PROVIDED INFORMATION ->
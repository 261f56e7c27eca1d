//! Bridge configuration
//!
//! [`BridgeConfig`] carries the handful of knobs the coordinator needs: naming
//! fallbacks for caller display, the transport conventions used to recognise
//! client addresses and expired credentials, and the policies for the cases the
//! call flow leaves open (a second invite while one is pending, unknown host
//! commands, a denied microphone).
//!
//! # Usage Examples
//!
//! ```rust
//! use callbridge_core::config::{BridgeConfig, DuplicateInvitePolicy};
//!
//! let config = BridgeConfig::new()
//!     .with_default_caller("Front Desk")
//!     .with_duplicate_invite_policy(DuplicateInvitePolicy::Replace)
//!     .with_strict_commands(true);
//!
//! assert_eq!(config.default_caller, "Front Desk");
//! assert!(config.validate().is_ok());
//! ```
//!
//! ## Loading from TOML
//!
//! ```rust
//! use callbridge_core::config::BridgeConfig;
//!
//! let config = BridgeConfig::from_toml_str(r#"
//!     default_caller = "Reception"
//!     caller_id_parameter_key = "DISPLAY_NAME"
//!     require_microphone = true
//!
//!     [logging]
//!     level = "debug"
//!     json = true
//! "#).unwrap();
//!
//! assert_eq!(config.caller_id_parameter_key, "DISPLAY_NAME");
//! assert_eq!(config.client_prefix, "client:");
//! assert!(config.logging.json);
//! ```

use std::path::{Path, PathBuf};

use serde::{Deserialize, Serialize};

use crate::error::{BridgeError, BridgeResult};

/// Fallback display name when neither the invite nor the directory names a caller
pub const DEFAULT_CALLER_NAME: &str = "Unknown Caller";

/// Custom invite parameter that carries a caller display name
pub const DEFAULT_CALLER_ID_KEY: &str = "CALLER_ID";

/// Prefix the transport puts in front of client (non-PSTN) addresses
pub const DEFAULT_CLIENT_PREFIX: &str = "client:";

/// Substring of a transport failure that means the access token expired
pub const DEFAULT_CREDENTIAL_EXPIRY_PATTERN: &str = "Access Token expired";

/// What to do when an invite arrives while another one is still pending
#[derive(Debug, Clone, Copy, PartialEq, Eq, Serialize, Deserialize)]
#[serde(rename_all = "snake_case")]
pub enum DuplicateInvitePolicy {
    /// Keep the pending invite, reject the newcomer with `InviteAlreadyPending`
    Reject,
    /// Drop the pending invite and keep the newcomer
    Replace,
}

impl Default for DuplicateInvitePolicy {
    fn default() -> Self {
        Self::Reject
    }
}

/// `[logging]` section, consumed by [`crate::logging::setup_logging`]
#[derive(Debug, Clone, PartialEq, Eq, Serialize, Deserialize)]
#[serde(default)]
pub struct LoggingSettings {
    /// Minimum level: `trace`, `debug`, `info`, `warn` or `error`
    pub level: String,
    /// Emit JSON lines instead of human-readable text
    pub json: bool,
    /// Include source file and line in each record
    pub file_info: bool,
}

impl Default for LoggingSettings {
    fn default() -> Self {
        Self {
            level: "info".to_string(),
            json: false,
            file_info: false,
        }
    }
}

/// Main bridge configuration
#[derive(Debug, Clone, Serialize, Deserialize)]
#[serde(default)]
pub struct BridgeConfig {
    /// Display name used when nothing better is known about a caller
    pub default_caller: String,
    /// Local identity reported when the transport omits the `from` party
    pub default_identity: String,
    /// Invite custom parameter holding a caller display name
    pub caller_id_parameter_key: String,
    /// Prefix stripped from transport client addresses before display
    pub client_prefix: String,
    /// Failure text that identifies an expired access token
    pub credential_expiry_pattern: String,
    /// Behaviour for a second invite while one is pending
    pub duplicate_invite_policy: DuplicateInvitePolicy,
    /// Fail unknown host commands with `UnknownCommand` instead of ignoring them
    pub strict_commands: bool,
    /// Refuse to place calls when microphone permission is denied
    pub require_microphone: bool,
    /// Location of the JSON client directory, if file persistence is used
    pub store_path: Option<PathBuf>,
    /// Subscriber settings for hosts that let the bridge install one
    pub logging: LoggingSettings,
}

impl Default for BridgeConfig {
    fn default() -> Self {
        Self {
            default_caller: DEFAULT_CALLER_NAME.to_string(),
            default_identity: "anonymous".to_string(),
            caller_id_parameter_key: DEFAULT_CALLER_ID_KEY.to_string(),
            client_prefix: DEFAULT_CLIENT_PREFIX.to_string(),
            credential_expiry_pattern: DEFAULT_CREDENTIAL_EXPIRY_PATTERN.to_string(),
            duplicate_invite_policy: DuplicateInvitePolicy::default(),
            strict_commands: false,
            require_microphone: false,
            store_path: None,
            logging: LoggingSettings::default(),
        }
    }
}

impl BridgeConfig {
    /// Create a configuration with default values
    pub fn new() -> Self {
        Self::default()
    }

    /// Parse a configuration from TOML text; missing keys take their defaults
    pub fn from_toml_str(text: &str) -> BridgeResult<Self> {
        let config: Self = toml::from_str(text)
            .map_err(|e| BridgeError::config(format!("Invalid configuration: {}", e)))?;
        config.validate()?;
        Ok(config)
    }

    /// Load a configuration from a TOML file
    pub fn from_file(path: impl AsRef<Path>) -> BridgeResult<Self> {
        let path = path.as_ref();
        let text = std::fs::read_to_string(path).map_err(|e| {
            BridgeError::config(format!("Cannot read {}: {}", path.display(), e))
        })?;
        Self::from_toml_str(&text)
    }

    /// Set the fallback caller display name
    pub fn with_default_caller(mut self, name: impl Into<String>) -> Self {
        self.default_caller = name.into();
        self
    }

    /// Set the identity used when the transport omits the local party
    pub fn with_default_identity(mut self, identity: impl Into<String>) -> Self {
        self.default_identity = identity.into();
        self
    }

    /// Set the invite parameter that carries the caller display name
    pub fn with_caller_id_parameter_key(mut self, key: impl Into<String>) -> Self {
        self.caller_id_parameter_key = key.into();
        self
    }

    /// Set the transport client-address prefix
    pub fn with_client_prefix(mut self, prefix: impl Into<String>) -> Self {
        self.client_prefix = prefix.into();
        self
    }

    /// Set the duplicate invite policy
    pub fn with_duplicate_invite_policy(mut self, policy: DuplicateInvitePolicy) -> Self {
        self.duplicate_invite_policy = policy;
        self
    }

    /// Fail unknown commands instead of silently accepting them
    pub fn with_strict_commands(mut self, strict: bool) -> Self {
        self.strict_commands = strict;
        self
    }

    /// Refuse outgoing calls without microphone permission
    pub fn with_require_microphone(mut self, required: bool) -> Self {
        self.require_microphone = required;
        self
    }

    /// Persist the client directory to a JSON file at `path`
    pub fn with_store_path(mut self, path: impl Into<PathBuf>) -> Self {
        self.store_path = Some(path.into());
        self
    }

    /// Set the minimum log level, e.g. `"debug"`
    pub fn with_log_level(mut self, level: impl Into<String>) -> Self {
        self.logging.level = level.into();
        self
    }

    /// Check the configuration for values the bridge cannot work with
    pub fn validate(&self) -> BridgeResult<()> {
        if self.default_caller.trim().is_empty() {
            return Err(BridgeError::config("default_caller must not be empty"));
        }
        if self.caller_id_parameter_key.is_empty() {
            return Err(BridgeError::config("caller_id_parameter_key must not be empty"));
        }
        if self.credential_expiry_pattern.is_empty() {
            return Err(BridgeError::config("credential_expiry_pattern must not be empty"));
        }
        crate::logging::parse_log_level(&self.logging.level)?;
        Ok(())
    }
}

EXERCISE BRIEF -> Reproduce only the lines above spanning from the line containing "with default values" through the line containing "let path = path.as_ref();", word for word.

RESPONSE AREA ->
    /// Create a configuration with default values
    pub fn new() -> Self {
        Self::default()
    }

    /// Parse a configuration from TOML text; missing keys take their defaults
    pub fn from_toml_str(text: &str) -> BridgeResult<Self> {
        let config: Self = toml::from_str(text)
            .map_err(|e| BridgeError::config(format!("Invalid configuration: {}", e)))?;
        config.validate()?;
        Ok(config)
    }

    /// Load a configuration from a TOML file
    pub fn from_file(path: impl AsRef<Path>) -> BridgeResult<Self> {
        let path = path.as_ref();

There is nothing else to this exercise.